Archive | November 2015

The Good Frown

I unfolded my little purple Barbie scooter and set it on the ground. The little 7 year old me loved scootering on the beach path in California. One of my friends decided to join me one day and I noticed she was loaded with armor – a helmet, knee pads, and elbow pads! She looked at my bare arms, knees, and head, and said with shock,”You don’t wear knee pads when you scooter? No helmet? No elbow pads?” Not knowing safety gear was even a “thing” for scootering, I answered, “No, I don’t.” As soon as the words slid out of my mouth, the girls’ eyes grew round like saucer plates. “You don’t wear knee pads when you scooter?” she asked the question again – dismayed.
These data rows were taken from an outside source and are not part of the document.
//! Compile-time curve descriptions

use core::fmt::Debug;

use crate::bigint::Big;
use crate::field::{FieldConfig, Fp};

/// Base field element of a curve
pub type Base<C> = Fp<<C as CurveConfig>::Field>;

/// Constants shared by every curve shape
pub trait CurveConfig:
    'static + Copy + Clone + Debug + Default + Send + Sync + PartialEq + Eq
{
    /// Field the coordinates live in
    type Field: FieldConfig;

    /// Display name used in tracing spans and errors
    const NAME: &'static str;

    /// Coefficient `A`: `0` or `-3` for Weierstrass curves, `1` or `-1` for
    /// Edwards curves, the Montgomery coefficient otherwise
    const CURVE_A: isize;

    /// Coefficient `B` of a Weierstrass curve or `d` of an Edwards curve
    const CURVE_B: Big = Big::new();

    /// Prime order of the generator
    const ORDER: Big;

    /// Generator x-coordinate
    const GX: Big;

    /// Generator y-coordinate, unused for Montgomery curves
    const GY: Big = Big::new();
}

/// `y^2 = x^3 + A x + B` with `A` in `{0, -3}`
pub trait WeierstrassCurve: CurveConfig {}

/// `A x^2 + y^2 = 1 + B x^2 y^2` with `A` in `{1, -1}`
pub trait EdwardsCurve: CurveConfig {}

/// `y^2 = x^3 + A x^2 + x`, used x-only
pub trait MontgomeryCurve: CurveConfig {}

/// A BN curve with a D-type sextic twist, `B' = B / (1 + i)`, and the
/// tables for the optimal-ate pairing and endomorphism decompositions
///
/// All constants are plain integers; negative lattice entries are stored
/// reduced modulo [`CurveConfig::ORDER`].
pub trait PairingCurve: WeierstrassCurve {
    /// `B` as a small integer
    const CURVE_B_I: isize;

    /// Absolute value of the BN parameter `u`
    const BNX: Big;

    /// Cube root of unity in the base field, the GLV endomorphism
    const CRU: Big;

    /// Real part of the Frobenius constant
    const FRA: Big;

    /// Imaginary part of the Frobenius constant
    const FRB: Big;

    /// G2 generator, real part of x
    const PXA: Big;
    /// G2 generator, imaginary part of x
    const PXB: Big;
    /// G2 generator, real part of y
    const PYA: Big;
    /// G2 generator, imaginary part of y
    const PYB: Big;

    /// GLV weights
    const W: [Big; 2];
    /// GLV short lattice basis
    const SB: [[Big; 2]; 2];
    /// Galbraith-Scott weights
    const WB: [Big; 4];
    /// Galbraith-Scott short lattice basis
    const BB: [[Big; 4]; 4];

    /// Whether the curve is GT-strong, so membership in the target group
    /// needs only the cyclotomic checks
    const GT_STRONG: bool = false;
}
I seemed flabbergasted myself, since I had never worn them on a casual scooter outing on the beach path. Hesitatingly, I answered,”No. I never have.” Her eyes grew even larger and said,” What if you fell?” I thought about the possibilities if I fell and suddenly I felt differently about hopping on the L shaped beast. When I finally did, I skated slower than normal due to the fear of “what if she’s right? what if I fall and get raspberries on my elbows, knees, and crack open my head on the concrete?” I didn’t actually fall that day, but I felt less than confident even with my 8 months of scooter expertise.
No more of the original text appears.